Aim of the task:
For the word "rest", search the records and show each line in which it occurs.

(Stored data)
────

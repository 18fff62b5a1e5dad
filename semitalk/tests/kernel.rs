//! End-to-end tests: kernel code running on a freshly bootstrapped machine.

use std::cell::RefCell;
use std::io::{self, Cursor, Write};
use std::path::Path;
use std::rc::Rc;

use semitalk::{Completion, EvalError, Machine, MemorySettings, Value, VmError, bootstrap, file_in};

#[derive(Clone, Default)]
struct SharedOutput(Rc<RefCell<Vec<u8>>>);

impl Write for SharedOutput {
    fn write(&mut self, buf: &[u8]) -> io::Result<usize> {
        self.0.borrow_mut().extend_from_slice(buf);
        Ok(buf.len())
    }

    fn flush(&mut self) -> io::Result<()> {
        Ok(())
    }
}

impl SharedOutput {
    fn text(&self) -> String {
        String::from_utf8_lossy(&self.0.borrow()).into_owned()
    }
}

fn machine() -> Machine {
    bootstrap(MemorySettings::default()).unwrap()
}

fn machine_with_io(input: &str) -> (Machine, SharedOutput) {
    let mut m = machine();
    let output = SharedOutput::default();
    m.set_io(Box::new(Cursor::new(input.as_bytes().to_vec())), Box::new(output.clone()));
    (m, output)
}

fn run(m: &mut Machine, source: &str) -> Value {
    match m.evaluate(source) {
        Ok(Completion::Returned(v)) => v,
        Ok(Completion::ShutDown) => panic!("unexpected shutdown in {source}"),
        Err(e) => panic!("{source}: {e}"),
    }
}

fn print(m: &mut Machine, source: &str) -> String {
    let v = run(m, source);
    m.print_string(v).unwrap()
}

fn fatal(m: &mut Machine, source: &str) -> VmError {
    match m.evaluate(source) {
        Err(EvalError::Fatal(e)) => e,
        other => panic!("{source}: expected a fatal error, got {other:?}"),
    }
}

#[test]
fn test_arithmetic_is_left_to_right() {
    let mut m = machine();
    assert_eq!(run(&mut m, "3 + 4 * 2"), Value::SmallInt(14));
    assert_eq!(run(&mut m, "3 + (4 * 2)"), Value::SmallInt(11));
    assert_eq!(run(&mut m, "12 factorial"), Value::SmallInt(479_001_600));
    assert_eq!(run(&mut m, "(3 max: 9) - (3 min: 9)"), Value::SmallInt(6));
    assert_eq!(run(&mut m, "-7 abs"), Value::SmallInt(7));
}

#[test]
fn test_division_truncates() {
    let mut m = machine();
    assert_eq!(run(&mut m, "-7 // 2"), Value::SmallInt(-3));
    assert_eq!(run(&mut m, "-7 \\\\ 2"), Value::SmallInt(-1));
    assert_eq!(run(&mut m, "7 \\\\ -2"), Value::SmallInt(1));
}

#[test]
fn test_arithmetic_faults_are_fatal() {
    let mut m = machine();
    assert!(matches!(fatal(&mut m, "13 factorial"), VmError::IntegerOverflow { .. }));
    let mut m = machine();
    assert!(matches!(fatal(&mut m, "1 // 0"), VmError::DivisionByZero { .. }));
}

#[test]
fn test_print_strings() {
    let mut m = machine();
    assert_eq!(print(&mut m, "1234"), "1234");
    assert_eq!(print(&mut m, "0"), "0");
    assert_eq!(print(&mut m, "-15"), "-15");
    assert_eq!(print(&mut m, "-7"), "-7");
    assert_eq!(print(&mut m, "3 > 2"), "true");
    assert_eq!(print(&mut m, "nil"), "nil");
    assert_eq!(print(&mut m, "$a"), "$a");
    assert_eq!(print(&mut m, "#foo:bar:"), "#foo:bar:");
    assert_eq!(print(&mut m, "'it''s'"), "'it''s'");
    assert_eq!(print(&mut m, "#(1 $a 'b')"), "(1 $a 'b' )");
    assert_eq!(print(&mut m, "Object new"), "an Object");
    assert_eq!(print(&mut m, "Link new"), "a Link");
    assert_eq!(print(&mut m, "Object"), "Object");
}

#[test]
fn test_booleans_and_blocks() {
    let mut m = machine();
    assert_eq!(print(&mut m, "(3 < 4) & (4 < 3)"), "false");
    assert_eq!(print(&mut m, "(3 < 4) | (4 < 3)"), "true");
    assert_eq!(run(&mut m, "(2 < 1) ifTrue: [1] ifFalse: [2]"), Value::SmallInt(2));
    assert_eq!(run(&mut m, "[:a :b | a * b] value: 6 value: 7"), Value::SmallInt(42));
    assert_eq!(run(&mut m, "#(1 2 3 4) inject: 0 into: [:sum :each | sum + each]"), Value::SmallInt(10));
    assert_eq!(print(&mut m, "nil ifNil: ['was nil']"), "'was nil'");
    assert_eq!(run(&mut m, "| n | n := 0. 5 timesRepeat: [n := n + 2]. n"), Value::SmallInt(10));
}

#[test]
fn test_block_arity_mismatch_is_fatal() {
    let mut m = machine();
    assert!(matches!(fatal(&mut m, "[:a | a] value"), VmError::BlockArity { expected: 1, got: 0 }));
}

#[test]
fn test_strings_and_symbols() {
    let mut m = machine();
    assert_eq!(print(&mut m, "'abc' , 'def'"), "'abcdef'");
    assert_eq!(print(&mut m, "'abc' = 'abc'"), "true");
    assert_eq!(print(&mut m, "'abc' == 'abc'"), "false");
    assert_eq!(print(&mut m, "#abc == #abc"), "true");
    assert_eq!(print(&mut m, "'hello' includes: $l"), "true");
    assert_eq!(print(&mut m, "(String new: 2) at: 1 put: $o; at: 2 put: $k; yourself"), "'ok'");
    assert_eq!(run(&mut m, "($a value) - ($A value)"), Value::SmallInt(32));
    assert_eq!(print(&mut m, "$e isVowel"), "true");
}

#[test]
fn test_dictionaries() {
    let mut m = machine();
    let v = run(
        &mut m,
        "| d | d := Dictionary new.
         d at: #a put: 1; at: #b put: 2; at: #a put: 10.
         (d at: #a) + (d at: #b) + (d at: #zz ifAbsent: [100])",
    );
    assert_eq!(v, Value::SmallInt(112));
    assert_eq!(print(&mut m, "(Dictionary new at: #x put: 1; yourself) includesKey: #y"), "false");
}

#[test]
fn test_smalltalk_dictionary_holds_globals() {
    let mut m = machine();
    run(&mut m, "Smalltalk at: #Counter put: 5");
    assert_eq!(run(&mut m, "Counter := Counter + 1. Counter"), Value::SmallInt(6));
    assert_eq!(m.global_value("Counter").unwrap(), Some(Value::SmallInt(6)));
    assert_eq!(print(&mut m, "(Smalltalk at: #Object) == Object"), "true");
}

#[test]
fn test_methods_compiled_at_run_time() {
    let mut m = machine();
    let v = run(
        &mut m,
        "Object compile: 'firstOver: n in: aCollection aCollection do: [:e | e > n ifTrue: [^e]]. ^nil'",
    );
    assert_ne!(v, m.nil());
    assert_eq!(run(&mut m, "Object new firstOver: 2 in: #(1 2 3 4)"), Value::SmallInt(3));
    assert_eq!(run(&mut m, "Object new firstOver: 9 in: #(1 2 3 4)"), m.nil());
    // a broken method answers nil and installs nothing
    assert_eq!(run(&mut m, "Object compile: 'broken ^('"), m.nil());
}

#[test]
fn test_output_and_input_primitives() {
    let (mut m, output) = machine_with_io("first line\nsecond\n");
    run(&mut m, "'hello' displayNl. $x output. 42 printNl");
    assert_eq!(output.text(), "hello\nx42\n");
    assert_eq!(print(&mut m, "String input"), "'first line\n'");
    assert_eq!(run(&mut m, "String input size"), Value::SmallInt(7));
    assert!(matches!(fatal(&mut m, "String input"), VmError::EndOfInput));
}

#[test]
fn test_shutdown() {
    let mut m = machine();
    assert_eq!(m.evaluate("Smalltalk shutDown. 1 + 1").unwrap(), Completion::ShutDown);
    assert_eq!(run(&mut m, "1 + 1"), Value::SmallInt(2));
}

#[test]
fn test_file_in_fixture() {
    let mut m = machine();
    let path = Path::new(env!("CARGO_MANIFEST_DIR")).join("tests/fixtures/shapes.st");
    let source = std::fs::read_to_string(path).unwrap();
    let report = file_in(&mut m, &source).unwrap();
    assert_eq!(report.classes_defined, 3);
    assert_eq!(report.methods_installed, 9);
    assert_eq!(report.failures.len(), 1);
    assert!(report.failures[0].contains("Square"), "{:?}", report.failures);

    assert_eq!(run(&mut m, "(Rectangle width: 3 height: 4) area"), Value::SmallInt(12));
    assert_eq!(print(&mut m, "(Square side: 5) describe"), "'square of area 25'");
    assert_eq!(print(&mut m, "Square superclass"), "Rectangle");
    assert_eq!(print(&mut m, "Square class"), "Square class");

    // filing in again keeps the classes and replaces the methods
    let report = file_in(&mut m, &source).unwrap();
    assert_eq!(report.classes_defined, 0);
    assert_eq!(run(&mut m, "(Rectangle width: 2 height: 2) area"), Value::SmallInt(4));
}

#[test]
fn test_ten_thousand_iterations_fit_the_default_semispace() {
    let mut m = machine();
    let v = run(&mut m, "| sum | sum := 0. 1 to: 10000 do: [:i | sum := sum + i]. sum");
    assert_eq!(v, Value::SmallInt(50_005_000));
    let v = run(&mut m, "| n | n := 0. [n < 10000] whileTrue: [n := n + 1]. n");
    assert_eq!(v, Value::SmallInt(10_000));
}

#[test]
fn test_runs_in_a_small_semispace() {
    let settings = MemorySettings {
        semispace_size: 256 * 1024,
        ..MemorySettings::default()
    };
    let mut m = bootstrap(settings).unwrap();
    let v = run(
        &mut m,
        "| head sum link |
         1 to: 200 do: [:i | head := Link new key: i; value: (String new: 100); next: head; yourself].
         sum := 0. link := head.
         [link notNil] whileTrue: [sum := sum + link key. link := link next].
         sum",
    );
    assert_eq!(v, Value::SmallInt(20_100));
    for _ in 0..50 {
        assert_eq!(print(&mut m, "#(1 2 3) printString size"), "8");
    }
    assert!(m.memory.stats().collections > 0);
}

────

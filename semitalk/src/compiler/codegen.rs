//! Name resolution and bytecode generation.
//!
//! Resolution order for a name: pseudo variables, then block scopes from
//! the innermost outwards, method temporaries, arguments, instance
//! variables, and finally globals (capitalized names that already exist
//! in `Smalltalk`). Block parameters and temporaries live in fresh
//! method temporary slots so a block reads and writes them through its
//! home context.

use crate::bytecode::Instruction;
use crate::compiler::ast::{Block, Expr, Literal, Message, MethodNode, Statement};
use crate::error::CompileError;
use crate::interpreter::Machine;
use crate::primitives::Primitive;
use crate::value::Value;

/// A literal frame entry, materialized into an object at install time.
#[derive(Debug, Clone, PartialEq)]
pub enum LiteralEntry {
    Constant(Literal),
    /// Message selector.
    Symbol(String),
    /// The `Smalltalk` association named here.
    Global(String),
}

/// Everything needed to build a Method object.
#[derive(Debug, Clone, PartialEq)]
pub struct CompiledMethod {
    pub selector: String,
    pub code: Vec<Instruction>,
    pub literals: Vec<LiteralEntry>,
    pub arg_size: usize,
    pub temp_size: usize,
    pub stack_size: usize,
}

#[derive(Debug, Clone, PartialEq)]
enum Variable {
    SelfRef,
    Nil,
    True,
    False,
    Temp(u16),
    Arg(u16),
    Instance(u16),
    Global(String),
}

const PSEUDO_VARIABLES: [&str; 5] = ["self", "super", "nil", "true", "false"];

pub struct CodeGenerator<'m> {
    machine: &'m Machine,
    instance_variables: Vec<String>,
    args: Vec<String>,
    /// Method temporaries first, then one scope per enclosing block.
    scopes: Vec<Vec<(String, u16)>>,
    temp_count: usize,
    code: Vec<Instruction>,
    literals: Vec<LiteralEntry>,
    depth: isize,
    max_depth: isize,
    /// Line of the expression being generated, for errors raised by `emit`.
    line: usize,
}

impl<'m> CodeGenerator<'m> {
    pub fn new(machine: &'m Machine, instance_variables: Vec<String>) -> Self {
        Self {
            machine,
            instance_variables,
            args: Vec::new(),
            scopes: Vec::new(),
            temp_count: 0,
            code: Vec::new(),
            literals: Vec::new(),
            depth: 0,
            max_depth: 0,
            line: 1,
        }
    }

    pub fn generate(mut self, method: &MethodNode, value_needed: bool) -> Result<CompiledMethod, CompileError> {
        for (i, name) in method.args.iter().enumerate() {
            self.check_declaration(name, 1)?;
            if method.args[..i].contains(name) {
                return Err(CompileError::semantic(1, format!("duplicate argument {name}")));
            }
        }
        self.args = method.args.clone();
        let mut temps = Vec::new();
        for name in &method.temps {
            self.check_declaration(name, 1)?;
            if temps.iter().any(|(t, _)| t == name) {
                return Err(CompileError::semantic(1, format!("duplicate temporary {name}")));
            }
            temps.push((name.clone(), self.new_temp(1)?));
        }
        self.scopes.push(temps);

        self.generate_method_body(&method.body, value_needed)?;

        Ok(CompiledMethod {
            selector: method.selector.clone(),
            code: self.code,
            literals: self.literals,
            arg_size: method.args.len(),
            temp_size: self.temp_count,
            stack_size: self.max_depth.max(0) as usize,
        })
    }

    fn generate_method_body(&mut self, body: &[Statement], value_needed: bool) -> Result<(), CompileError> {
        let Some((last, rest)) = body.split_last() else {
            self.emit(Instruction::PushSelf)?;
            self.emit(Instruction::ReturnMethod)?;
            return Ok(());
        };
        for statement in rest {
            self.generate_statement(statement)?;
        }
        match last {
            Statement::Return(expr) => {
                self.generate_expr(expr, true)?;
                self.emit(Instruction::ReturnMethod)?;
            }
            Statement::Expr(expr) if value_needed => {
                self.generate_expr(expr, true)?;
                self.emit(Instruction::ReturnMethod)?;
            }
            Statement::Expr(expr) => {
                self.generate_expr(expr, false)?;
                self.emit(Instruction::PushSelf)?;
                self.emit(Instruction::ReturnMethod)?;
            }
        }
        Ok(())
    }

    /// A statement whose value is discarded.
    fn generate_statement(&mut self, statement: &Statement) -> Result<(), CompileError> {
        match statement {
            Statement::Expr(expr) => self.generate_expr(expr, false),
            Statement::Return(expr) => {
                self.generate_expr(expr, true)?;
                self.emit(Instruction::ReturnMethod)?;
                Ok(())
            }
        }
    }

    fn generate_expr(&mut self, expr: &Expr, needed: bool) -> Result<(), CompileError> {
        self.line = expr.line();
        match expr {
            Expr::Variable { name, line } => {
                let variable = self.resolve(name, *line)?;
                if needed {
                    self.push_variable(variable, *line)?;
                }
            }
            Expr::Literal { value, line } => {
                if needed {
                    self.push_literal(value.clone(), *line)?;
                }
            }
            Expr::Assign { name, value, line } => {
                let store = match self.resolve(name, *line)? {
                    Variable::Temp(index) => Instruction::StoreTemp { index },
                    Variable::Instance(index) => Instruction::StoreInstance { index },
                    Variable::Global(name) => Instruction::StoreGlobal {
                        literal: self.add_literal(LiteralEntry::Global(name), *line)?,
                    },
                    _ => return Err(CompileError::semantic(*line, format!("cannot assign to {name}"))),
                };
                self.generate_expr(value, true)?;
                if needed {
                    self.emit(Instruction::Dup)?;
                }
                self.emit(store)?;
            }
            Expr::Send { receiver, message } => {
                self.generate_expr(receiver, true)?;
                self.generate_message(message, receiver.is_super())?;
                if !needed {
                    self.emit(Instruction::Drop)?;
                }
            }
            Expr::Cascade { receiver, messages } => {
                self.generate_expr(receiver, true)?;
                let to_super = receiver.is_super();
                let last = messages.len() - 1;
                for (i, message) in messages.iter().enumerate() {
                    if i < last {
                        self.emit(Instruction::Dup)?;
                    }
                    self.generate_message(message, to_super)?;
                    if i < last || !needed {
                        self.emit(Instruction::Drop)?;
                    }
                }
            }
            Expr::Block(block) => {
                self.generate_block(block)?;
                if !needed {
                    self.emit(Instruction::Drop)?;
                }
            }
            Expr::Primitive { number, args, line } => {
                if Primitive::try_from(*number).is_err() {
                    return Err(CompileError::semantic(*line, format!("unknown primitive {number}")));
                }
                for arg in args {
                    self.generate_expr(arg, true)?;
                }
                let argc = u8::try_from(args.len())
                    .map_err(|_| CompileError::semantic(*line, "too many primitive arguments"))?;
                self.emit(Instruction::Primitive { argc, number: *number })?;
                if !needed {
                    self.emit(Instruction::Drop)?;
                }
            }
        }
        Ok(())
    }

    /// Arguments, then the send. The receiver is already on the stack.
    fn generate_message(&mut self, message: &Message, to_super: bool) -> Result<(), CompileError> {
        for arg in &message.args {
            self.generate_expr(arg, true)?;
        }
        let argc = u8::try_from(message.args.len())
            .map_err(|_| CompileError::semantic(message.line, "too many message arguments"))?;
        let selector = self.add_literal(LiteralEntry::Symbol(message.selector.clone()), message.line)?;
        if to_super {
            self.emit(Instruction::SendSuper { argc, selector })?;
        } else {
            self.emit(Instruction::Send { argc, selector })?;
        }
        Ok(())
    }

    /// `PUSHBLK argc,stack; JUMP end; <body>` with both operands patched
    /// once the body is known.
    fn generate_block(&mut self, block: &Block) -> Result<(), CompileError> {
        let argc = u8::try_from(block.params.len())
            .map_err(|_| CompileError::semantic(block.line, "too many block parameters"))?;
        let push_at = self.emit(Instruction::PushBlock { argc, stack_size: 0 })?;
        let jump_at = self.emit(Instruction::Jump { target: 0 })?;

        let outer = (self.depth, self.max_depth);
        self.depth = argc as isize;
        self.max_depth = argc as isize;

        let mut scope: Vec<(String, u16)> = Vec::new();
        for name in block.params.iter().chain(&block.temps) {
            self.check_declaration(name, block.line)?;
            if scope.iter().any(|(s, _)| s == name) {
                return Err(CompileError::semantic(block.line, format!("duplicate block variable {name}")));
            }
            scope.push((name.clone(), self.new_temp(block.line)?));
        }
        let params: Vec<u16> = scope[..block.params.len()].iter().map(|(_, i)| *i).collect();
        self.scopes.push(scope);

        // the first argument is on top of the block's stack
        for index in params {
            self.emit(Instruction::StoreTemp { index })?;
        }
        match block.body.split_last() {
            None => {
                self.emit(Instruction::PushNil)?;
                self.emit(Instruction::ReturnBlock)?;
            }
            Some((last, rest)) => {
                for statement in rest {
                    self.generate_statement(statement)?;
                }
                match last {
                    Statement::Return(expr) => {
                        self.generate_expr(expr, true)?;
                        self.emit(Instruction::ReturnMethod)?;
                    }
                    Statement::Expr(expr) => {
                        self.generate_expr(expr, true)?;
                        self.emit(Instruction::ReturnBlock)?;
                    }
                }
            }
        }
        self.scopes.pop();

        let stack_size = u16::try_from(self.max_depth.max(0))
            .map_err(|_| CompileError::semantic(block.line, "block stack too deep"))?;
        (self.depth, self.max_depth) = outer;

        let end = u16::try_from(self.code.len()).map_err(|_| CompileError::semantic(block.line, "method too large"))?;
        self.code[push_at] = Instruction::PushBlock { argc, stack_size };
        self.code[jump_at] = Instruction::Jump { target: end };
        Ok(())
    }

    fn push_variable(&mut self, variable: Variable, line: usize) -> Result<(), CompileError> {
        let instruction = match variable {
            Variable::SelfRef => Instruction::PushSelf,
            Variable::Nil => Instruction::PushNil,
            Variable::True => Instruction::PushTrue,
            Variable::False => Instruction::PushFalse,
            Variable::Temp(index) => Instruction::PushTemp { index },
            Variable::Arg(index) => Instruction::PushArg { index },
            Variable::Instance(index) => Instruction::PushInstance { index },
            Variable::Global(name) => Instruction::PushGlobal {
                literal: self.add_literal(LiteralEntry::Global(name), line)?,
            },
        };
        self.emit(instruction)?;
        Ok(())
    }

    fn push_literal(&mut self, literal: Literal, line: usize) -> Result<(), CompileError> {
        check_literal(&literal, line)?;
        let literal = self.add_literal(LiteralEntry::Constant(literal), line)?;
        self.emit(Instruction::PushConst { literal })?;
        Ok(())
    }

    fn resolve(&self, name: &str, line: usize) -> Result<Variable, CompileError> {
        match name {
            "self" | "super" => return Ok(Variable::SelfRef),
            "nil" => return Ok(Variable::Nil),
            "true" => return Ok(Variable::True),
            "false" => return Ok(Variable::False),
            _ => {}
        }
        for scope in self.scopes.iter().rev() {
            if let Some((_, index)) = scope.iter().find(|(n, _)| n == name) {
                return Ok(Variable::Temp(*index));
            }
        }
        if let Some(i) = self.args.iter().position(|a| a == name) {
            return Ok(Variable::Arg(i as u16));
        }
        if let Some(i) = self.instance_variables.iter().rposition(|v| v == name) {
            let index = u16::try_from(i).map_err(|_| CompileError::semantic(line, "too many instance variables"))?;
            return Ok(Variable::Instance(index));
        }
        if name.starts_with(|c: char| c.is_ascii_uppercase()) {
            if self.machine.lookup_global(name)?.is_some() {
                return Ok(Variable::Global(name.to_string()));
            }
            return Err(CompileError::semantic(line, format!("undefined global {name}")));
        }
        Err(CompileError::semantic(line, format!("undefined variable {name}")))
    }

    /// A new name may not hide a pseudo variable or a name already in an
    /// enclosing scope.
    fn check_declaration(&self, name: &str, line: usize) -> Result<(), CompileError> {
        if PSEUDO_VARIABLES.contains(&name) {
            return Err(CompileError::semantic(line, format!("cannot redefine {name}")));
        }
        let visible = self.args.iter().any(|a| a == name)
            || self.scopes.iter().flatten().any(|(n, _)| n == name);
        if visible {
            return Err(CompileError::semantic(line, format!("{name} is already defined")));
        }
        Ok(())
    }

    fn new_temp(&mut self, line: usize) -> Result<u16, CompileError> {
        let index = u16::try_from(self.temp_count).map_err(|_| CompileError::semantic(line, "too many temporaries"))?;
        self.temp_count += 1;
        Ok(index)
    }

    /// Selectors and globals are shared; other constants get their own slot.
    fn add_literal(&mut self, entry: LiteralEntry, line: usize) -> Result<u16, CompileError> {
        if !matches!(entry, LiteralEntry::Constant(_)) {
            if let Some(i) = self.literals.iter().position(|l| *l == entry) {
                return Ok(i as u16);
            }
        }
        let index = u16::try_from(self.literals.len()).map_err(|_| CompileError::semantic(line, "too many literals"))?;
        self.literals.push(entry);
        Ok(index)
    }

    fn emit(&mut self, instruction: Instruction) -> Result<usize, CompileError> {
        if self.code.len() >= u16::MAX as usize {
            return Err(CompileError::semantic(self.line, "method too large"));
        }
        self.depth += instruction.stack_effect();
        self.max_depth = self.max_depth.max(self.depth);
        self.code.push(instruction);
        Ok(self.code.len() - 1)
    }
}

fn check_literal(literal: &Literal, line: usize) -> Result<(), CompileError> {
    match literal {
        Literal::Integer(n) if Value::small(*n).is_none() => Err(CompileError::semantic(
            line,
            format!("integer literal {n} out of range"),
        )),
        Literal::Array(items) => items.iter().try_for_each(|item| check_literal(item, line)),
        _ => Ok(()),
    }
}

────

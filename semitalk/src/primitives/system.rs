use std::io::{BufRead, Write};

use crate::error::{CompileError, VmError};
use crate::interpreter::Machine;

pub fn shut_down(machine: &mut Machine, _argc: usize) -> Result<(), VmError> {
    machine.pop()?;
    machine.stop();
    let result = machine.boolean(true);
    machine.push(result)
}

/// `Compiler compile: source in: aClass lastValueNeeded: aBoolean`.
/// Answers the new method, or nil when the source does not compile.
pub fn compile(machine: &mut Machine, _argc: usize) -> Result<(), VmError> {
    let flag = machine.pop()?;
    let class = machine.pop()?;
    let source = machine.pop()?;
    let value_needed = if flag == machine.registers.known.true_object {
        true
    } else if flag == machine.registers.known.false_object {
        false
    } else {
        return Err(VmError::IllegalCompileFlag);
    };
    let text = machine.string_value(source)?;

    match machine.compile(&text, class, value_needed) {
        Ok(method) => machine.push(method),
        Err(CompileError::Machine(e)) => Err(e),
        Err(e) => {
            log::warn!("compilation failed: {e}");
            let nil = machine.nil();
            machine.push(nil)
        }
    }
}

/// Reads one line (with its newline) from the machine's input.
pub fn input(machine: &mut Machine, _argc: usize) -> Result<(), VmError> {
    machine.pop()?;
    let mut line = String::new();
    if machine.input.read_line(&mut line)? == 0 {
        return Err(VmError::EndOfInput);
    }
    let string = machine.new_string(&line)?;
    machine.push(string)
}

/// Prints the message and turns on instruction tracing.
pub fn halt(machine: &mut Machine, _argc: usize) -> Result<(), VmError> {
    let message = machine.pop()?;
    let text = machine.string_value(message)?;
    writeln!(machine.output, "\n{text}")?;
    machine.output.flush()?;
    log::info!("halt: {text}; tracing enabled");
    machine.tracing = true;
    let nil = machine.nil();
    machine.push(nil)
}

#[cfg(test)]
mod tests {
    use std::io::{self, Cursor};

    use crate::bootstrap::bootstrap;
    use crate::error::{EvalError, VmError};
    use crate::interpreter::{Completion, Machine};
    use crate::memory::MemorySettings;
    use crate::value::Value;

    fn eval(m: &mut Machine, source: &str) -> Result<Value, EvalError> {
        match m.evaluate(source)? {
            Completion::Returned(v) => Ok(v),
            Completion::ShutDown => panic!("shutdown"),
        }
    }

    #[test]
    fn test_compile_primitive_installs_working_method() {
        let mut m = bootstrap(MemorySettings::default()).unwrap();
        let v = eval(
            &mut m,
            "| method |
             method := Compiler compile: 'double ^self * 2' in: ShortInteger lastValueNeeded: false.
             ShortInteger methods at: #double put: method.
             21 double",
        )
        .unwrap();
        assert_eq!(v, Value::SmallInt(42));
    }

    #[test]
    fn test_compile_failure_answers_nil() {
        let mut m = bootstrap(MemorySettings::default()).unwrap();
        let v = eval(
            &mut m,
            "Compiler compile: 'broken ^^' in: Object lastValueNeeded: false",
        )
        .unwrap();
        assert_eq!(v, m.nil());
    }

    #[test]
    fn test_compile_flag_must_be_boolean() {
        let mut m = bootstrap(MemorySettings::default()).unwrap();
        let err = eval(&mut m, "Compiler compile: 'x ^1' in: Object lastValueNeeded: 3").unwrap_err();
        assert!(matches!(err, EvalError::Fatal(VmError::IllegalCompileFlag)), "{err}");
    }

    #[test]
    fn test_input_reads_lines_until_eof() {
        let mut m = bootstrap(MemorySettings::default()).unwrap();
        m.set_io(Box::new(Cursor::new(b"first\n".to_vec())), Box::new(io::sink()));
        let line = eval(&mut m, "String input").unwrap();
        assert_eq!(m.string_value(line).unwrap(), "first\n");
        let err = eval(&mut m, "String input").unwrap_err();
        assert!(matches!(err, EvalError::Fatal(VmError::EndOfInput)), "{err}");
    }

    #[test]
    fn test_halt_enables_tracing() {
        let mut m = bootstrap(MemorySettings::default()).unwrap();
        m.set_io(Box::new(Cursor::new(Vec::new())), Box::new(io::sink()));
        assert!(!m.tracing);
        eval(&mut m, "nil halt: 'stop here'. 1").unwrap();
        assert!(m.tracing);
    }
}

────

Output:
        let Some((last, rest)) = body.split_last() else {
        for statement in rest {
            Some((last, rest)) => {
                for statement in rest {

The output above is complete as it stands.